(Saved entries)
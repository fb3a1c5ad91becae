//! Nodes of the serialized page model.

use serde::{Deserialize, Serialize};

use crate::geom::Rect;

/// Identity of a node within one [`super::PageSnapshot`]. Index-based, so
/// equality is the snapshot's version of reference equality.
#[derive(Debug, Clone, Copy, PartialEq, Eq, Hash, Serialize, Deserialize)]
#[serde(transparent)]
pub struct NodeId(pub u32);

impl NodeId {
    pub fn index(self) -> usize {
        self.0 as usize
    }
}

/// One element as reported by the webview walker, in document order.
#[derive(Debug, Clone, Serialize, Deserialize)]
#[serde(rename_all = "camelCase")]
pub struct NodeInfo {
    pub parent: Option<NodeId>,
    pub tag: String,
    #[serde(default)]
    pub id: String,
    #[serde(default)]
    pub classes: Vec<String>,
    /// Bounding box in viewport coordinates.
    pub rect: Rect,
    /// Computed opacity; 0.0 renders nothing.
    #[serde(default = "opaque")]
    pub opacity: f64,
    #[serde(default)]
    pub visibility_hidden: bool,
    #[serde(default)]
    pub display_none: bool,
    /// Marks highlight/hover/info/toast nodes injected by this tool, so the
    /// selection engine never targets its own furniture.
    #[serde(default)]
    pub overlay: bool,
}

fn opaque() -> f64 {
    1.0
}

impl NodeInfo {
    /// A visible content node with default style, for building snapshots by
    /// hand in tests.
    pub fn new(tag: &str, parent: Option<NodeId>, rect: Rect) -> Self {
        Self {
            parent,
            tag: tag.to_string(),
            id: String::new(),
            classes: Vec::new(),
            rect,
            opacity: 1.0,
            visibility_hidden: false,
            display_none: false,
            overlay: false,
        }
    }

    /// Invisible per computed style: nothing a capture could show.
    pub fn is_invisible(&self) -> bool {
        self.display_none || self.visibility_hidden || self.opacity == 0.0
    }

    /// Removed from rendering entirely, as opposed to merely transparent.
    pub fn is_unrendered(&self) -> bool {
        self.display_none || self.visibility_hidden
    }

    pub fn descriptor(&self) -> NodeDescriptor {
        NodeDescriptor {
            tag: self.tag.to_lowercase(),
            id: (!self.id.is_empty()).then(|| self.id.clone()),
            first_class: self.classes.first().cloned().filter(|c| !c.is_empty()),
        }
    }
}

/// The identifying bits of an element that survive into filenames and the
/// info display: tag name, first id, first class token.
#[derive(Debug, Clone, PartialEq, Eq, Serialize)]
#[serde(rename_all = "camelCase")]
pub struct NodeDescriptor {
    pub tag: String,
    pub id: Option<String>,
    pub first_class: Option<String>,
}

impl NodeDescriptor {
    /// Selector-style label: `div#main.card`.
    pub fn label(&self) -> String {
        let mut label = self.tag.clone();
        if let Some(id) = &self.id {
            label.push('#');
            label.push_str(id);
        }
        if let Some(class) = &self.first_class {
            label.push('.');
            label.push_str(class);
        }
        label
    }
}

...

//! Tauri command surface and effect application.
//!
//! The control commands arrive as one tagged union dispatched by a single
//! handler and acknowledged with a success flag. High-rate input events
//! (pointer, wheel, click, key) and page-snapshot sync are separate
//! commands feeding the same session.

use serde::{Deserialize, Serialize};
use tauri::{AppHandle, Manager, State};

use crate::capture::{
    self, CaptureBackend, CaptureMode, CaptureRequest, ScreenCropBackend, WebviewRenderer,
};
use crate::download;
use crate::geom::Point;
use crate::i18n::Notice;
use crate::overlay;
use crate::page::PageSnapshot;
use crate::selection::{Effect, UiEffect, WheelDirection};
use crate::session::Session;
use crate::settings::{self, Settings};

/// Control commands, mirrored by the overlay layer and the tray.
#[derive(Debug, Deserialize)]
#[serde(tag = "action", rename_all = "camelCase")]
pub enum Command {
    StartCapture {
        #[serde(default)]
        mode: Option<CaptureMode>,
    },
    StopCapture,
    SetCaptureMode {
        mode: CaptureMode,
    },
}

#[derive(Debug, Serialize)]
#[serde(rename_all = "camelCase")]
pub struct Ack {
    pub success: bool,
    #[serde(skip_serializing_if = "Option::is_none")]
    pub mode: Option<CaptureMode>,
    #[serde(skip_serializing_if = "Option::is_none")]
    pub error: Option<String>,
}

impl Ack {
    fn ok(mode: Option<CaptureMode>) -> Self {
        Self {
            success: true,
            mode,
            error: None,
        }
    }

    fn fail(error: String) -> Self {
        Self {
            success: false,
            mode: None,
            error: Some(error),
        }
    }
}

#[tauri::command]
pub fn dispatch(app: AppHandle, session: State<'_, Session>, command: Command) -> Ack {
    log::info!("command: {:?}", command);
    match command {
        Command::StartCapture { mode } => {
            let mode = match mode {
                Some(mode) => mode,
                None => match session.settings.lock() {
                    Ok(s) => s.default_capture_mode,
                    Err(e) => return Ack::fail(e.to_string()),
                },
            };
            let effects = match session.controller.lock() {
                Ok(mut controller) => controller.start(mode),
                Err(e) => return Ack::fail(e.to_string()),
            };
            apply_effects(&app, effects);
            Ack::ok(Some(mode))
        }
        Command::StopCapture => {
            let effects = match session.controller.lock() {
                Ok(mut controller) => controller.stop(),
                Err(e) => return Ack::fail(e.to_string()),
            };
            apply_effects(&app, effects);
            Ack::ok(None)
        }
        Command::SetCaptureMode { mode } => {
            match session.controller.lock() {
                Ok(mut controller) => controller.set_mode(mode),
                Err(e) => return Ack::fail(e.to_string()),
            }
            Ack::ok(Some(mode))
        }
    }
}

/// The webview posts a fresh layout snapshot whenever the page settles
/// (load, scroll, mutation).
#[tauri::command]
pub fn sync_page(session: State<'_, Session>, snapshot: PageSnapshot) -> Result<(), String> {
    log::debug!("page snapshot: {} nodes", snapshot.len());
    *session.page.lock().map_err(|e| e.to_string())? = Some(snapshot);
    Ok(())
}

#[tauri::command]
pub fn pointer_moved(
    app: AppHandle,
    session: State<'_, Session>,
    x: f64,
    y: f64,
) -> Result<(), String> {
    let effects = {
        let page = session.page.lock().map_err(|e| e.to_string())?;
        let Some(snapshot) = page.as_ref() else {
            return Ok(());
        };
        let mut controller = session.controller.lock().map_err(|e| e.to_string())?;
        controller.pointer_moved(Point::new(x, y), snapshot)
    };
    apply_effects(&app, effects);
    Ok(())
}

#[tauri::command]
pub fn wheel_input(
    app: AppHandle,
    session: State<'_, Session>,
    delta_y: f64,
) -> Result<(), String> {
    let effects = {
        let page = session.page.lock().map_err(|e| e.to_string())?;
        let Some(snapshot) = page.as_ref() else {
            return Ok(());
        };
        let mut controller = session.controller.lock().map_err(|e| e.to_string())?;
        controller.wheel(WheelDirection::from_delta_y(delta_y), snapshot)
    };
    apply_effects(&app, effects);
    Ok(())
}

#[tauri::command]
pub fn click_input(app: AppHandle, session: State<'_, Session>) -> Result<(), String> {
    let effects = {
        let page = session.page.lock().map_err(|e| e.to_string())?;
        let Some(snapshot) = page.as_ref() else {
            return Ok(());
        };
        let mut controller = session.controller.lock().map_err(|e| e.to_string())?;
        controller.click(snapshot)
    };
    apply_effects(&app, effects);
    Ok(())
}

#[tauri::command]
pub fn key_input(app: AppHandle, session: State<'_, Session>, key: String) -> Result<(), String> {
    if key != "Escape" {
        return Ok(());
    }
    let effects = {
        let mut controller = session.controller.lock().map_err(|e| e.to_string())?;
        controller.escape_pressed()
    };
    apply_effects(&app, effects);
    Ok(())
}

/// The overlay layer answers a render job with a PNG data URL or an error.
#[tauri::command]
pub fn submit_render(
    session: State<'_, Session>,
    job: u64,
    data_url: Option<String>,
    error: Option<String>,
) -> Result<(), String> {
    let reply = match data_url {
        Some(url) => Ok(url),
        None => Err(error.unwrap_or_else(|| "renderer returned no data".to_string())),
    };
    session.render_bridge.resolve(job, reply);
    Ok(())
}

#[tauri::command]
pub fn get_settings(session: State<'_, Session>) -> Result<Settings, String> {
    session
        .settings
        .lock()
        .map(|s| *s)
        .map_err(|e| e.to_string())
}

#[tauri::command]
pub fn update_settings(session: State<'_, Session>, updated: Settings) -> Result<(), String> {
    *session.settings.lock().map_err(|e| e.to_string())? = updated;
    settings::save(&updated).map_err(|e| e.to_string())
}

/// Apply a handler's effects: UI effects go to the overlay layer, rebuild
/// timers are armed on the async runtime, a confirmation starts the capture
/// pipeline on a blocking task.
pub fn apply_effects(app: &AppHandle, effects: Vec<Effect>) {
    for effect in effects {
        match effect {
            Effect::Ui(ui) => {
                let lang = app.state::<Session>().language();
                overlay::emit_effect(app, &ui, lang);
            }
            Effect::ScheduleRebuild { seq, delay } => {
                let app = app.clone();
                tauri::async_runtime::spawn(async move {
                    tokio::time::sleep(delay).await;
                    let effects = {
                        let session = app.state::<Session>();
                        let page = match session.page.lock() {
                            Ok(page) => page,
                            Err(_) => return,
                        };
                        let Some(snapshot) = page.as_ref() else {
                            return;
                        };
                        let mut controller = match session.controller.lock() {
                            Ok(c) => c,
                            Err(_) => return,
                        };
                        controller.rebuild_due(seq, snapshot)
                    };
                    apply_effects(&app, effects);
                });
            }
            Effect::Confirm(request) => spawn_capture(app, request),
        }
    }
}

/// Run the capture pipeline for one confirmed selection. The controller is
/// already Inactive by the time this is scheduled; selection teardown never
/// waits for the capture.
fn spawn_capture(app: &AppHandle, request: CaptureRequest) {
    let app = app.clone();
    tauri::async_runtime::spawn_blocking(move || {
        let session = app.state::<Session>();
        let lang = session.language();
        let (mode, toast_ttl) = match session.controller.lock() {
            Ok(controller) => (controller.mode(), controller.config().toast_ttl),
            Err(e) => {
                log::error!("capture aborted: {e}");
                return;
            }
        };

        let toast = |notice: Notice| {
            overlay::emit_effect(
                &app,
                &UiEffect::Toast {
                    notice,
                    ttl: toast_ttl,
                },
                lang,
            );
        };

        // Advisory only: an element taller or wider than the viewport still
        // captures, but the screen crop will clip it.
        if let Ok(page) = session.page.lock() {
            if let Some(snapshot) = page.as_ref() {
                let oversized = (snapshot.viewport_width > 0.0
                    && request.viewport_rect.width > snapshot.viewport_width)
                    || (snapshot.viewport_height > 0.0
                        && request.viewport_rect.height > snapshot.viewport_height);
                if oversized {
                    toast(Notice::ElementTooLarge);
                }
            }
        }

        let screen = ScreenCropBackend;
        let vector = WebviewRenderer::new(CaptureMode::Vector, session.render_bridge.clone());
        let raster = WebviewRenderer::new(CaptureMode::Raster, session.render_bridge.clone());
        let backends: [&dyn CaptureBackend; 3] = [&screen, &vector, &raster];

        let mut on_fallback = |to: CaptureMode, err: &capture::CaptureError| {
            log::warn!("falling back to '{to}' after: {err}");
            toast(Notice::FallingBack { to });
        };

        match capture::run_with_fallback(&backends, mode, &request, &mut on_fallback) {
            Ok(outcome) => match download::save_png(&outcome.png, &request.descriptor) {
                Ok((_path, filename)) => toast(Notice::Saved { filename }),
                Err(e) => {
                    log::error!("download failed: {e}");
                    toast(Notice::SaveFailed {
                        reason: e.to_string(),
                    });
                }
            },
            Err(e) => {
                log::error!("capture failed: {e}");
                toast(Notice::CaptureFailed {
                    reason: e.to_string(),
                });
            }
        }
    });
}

## WHAT TO PRODUCE
In the data above, find the line that contains "repository fb3a1c5ad91becae" and the line that contains "of reference equality.". Repeat exactly those lines and every line between them, and only those.

## REPLY
repository fb3a1c5ad91becae
//! Nodes of the serialized page model.

use serde::{Deserialize, Serialize};

use crate::geom::Rect;

/// Identity of a node within one [`super::PageSnapshot`]. Index-based, so
/// equality is the snapshot's version of reference equality.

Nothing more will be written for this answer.